We are thrilled to announce the launch of Couchbase 7.6, a groundbreaking update poised to redefine the landscape of database technology. This latest release is a testament to our commitment to enhancing database technology, with a significant leap in AI and machine learning integration with Vector Search, LangChain integration, empowering developers to build more intelligent and responsive applications. 

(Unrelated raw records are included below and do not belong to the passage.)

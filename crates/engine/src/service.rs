//! Attribution engine facade — orchestrates touchpoint retrieval, model
//! resolution, calculation, and recording for one conversion at a time.
//!
//! Stateless per request: calculations are pure and have no external side
//! effects until the recorder persists them, so independent conversions can
//! be analyzed concurrently without coordination.

use std::collections::HashMap;
use std::sync::Arc;

use chrono::{Duration, Utc};
use tracing::{debug, info};
use uuid::Uuid;

use attribution_core::config::AttributionConfig;
use attribution_core::error::{AttributionError, EngineResult};
use attribution_core::model::{AttributionModel, CustomModelConfig};
use attribution_core::types::{
    ConversionData, PrimaryAttribution, RevenueAttribution, Touchpoint, TouchpointAttribution,
    TouchpointType,
};

use crate::calculator::{self, ComputedTouchpoint};
use crate::confidence;
use crate::journey;
use crate::providers::TouchpointProvider;
use crate::recorder::{AttributionStore, Recorder};
use crate::registry::{ModelRef, ModelRegistry};

#[derive(Clone)]
pub struct AttributionEngine {
    registry: Arc<ModelRegistry>,
    touchpoints: Arc<dyn TouchpointProvider>,
    recorder: Recorder,
    config: AttributionConfig,
}

impl AttributionEngine {
    pub fn new(
        registry: Arc<ModelRegistry>,
        touchpoints: Arc<dyn TouchpointProvider>,
        store: Arc<dyn AttributionStore>,
        config: AttributionConfig,
    ) -> Self {
        Self {
            registry,
            touchpoints,
            recorder: Recorder::new(store),
            config,
        }
    }

    pub fn registry(&self) -> Arc<ModelRegistry> {
        Arc::clone(&self.registry)
    }

    pub fn store(&self) -> Arc<dyn AttributionStore> {
        self.recorder.store()
    }

    /// Attribute one conversion's revenue across the customer's journey and
    /// record the result. `window_override` narrows or widens the model's
    /// attribution window for this call only.
    pub fn analyze_conversion(
        &self,
        customer_id: &str,
        conversion: &ConversionData,
        model_ref: &ModelRef,
        window_override: Option<u32>,
    ) -> EngineResult<RevenueAttribution> {
        validate_conversion(customer_id, conversion)?;

        // Snapshot the model once; concurrent registry edits cannot affect
        // this calculation past this point.
        let model = self.registry.resolve(model_ref)?;
        let window_days = window_override.unwrap_or(model.attribution_window_days);
        if window_days == 0 {
            return Err(AttributionError::InvalidInput(
                "attribution window must be positive".to_string(),
            ));
        }

        let lookback_days = model.lookback_window_days.max(window_days);
        let lookback_start = conversion.conversion_date - Duration::days(lookback_days as i64);
        let mut touchpoints = self.touchpoints.get_touchpoints(
            customer_id,
            lookback_start,
            conversion.conversion_date,
        )?;

        let window_start = conversion.conversion_date - Duration::days(window_days as i64);
        touchpoints.retain(|t| t.timestamp >= window_start);
        calculator::sort_journey(&mut touchpoints);
        if touchpoints.len() > self.config.max_touchpoints_per_journey {
            // Keep the most recent portion of an oversized journey.
            let excess = touchpoints.len() - self.config.max_touchpoints_per_journey;
            touchpoints.drain(..excess);
        }

        debug!(
            customer_id = %customer_id,
            conversion_id = %conversion.conversion_id,
            touchpoints = touchpoints.len(),
            window_days,
            "journey assembled"
        );

        let record = if touchpoints.is_empty() {
            self.direct_fallback(customer_id, conversion, &model, window_days)
        } else {
            let rows = calculator::compute(
                &touchpoints,
                conversion.value,
                conversion.conversion_date,
                &model,
            )?;
            let score = confidence::estimate(&rows, model.model_type);
            build_record(customer_id, conversion, &model, window_days, rows, score)
        };

        self.recorder.record(record.clone())?;
        info!(
            customer_id = %customer_id,
            conversion_id = %conversion.conversion_id,
            model = %record.model_key,
            value = conversion.value,
            confidence = record.confidence,
            "conversion attributed"
        );
        Ok(record)
    }

    pub fn get_attribution(&self, id: &Uuid) -> Option<RevenueAttribution> {
        self.recorder.store().get(id)
    }

    pub fn create_custom_model(&self, config: CustomModelConfig) -> EngineResult<Uuid> {
        self.registry.create_custom(config)
    }

    pub fn list_models(&self) -> Vec<AttributionModel> {
        self.registry.list_models()
    }

    /// No touchpoints inside the window: credit everything to a synthetic
    /// direct touchpoint at the conversion instant, confidence fixed at 1.0.
    fn direct_fallback(
        &self,
        customer_id: &str,
        conversion: &ConversionData,
        model: &AttributionModel,
        window_days: u32,
    ) -> RevenueAttribution {
        debug!(
            customer_id = %customer_id,
            conversion_id = %conversion.conversion_id,
            "no touchpoints in window, applying direct attribution fallback"
        );
        let synthetic = Touchpoint {
            id: Uuid::new_v4(),
            customer_id: customer_id.to_string(),
            touchpoint_type: TouchpointType::Direct,
            channel: None,
            campaign_id: None,
            campaign_name: None,
            source: None,
            medium: None,
            content: None,
            timestamp: conversion.conversion_date,
        };
        let rows = vec![ComputedTouchpoint {
            touchpoint: synthetic,
            attributed_revenue: conversion.value,
            attribution_percentage: 100.0,
            attribution_weight: 1.0,
            position_in_journey: 1,
            days_before_conversion: 0,
        }];
        build_record(
            customer_id,
            conversion,
            model,
            window_days,
            rows,
            confidence::DIRECT_FALLBACK_CONFIDENCE,
        )
    }
}

fn validate_conversion(customer_id: &str, conversion: &ConversionData) -> EngineResult<()> {
    if customer_id.trim().is_empty() {
        return Err(AttributionError::InvalidInput(
            "customer_id must not be empty".to_string(),
        ));
    }
    if conversion.conversion_id.trim().is_empty() {
        return Err(AttributionError::InvalidInput(
            "conversion_id must not be empty".to_string(),
        ));
    }
    if !(conversion.value > 0.0) || !conversion.value.is_finite() {
        return Err(AttributionError::InvalidInput(format!(
            "conversion value must be positive, got {}",
            conversion.value
        )));
    }
    Ok(())
}

/// Shape calculator output into the immutable parent record with embedded
/// children, revenue breakdown, and primary attribution.
fn build_record(
    customer_id: &str,
    conversion: &ConversionData,
    model: &AttributionModel,
    window_days: u32,
    rows: Vec<ComputedTouchpoint>,
    confidence: f64,
) -> RevenueAttribution {
    let attribution_id = Uuid::new_v4();
    let journey_summary = journey::summarize(&rows);

    let mut revenue_breakdown: HashMap<String, f64> = HashMap::new();
    for row in &rows {
        *revenue_breakdown
            .entry(row.touchpoint.touchpoint_type.as_str().to_string())
            .or_insert(0.0) += row.attributed_revenue;
    }

    let primary_attribution = rows
        .iter()
        .max_by(|a, b| {
            a.attributed_revenue
                .partial_cmp(&b.attributed_revenue)
                .unwrap_or(std::cmp::Ordering::Equal)
        })
        .map(|row| PrimaryAttribution {
            touchpoint_id: row.touchpoint.id,
            touchpoint_type: row.touchpoint.touchpoint_type,
            channel: row.touchpoint.channel.clone(),
            attributed_revenue: row.attributed_revenue,
            position_in_journey: row.position_in_journey,
        });

    let touchpoint_attributions = rows
        .into_iter()
        .map(|row| TouchpointAttribution {
            id: Uuid::new_v4(),
            attribution_id,
            touchpoint_id: row.touchpoint.id,
            touchpoint_type: row.touchpoint.touchpoint_type,
            channel: row.touchpoint.channel,
            campaign_id: row.touchpoint.campaign_id,
            attributed_revenue: row.attributed_revenue,
            attribution_percentage: row.attribution_percentage,
            attribution_weight: row.attribution_weight,
            position_in_journey: row.position_in_journey,
            days_before_conversion: row.days_before_conversion,
        })
        .collect::<Vec<_>>();

    RevenueAttribution {
        id: attribution_id,
        customer_id: customer_id.to_string(),
        conversion_id: conversion.conversion_id.clone(),
        conversion_type: conversion.conversion_type.clone(),
        conversion_value: conversion.value,
        conversion_date: conversion.conversion_date,
        model_key: model.model_key(),
        touchpoints_analyzed: touchpoint_attributions.len(),
        attribution_window_days: window_days,
        revenue_breakdown,
        primary_attribution,
        journey_summary,
        confidence,
        touchpoint_attributions,
        computed_at: Utc::now(),
    }
}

Key to this version is the introduction of advanced Graph Traversal capabilities, opening new avenues for complex data relationships and network analysis. Enhancing developer efficiency, and seamlessly integrating RDBMS use cases with the agility and scalability of NoSQL. 

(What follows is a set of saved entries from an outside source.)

//! Confidence estimator — scores how representative an attribution result
//! is likely to be, from journey shape and model choice alone.

use attribution_core::model::ModelType;

use crate::calculator::ComputedTouchpoint;

/// Confidence assigned to the direct-attribution fallback: with no observed
/// touchpoints there is nothing to second-guess.
pub const DIRECT_FALLBACK_CONFIDENCE: f64 = 1.0;

/// Estimate a confidence score in [0, 1] for one computed attribution.
///
/// Base score falls as journeys get longer (more touchpoints mean more ways
/// to misassign credit); very long or same-day journeys are discounted;
/// single-touch models are discounted because they ignore most of the
/// journey, while data-driven gets a small bonus.
pub fn estimate(touchpoints: &[ComputedTouchpoint], model_type: ModelType) -> f64 {
    if touchpoints.is_empty() {
        return DIRECT_FALLBACK_CONFIDENCE;
    }

    let mut score: f64 = match touchpoints.len() {
        1 => 0.9,
        2..=3 => 0.8,
        4..=7 => 0.7,
        _ => 0.6,
    };

    let journey_length_days = touchpoints
        .iter()
        .map(|t| t.days_before_conversion)
        .max()
        .unwrap_or(0);
    if journey_length_days > 60 {
        score *= 0.8;
    } else if journey_length_days < 1 {
        score *= 0.9;
    }

    match model_type {
        ModelType::DataDriven => score = (score + 0.1).min(1.0),
        ModelType::FirstTouch | ModelType::LastTouch => score *= 0.85,
        _ => {}
    }

    score.clamp(0.0, 1.0)
}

Alongside these innovations, we’ve focused on elevating the user experience with enhanced monitoring of Query and Search performance, ensuring optimal efficiency and responsiveness in real-time data operations.  This release also expands our BI capabilities with enriched BI Visualization tools, enabling deeper data insights and more powerful analytics. 

Couchbase 7.6 is not just an update; it’s a transformation, delivering the tools and features that developers, SREs, and data scientists need to drive the future of database technology. Here are some of them.


AI integration 

Vector Search

Couchbase introduces a new Vector Search capability with release 7.6, a significant enhancement to our search capabilities that aligns with the evolving technological demands of modern applications. As data complexity grows, the need for advanced search mechanisms becomes critical. Vector Search provides a solution, allowing developers to implement semantic search, enrich machine learning models, and support AI applications directly within their Couchbase environment.

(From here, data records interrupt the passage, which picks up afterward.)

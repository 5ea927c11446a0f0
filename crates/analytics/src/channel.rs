//! Channel performance — per-channel revenue rollups with a
//! first / last / assisted split, computed on demand from stored
//! touchpoint attributions.

use std::collections::{HashMap, HashSet};

use serde::{Deserialize, Serialize};

use attribution_core::types::RevenueAttribution;

/// Read-only aggregate for one channel over a requested period. Not stored;
/// recomputed from the attribution records on every request.
#[derive(Debug, Clone, Serialize, Deserialize)]
pub struct ChannelPerformance {
    /// Explicit channel, or the touchpoint type identifier when absent.
    pub channel: String,
    pub total_revenue: f64,
    /// Distinct conversions (by conversion id) with at least one touchpoint
    /// here. A conversion attributed under several models counts once, the
    /// same as in campaign reports.
    pub conversions: u64,
    pub avg_attribution_percentage: f64,
    /// Revenue from touchpoints that opened journeys.
    pub first_touch_revenue: f64,
    /// Revenue from touchpoints that closed journeys.
    pub last_touch_revenue: f64,
    /// Revenue from everything in between.
    pub assisted_revenue: f64,
}

#[derive(Default)]
struct ChannelAccumulator {
    total_revenue: f64,
    conversion_ids: HashSet<String>,
    percentage_sum: f64,
    touchpoint_count: u64,
    first_touch_revenue: f64,
    last_touch_revenue: f64,
    assisted_revenue: f64,
}

/// Aggregate channel performance over a set of attribution records, sorted
/// by total revenue descending.
pub(crate) fn build_performance(records: &[RevenueAttribution]) -> Vec<ChannelPerformance> {
    let mut channels: HashMap<String, ChannelAccumulator> = HashMap::new();

    for record in records {
        let journey_len = record.journey_summary.touchpoint_count as u32;
        for child in &record.touchpoint_attributions {
            let acc = channels.entry(child.channel_label()).or_default();
            acc.total_revenue += child.attributed_revenue;
            acc.conversion_ids.insert(record.conversion_id.clone());
            acc.percentage_sum += child.attribution_percentage;
            acc.touchpoint_count += 1;
            if child.position_in_journey == 1 {
                acc.first_touch_revenue += child.attributed_revenue;
            } else if child.position_in_journey == journey_len {
                acc.last_touch_revenue += child.attributed_revenue;
            } else {
                acc.assisted_revenue += child.attributed_revenue;
            }
        }
    }

    let mut performance: Vec<ChannelPerformance> = channels
        .into_iter()
        .map(|(channel, acc)| ChannelPerformance {
            channel,
            total_revenue: acc.total_revenue,
            conversions: acc.conversion_ids.len() as u64,
            avg_attribution_percentage: if acc.touchpoint_count > 0 {
                acc.percentage_sum / acc.touchpoint_count as f64
            } else {
                0.0
            },
            first_touch_revenue: acc.first_touch_revenue,
            last_touch_revenue: acc.last_touch_revenue,
            assisted_revenue: acc.assisted_revenue,
        })
        .collect();

    performance.sort_by(|a, b| {
        b.total_revenue
            .partial_cmp(&a.total_revenue)
            .unwrap_or(std::cmp::Ordering::Equal)
            .then_with(|| a.channel.cmp(&b.channel))
    });
    performance
}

With Vector search, the search goes beyond matching keywords or term frequency search. It allows the search to be based on the semantic meaning, the context in which it is used in the queries. In effect, it captures the intent of the queries, providing more relevant results even when exact keywords or terms are not present in the content. 

For more information, please refer to the Couchbase documentation.

Vector Search with SQL++

You can use Couchbase’s NoSQL database capabilities to store any content, such as user profiles, historical interaction data, or content metadata. Then use a Machine Learning Model, like OpenAI, to generate the embeddings. Couchbase Vector Search can then index the embeddings and provide semantic and hybrid search. 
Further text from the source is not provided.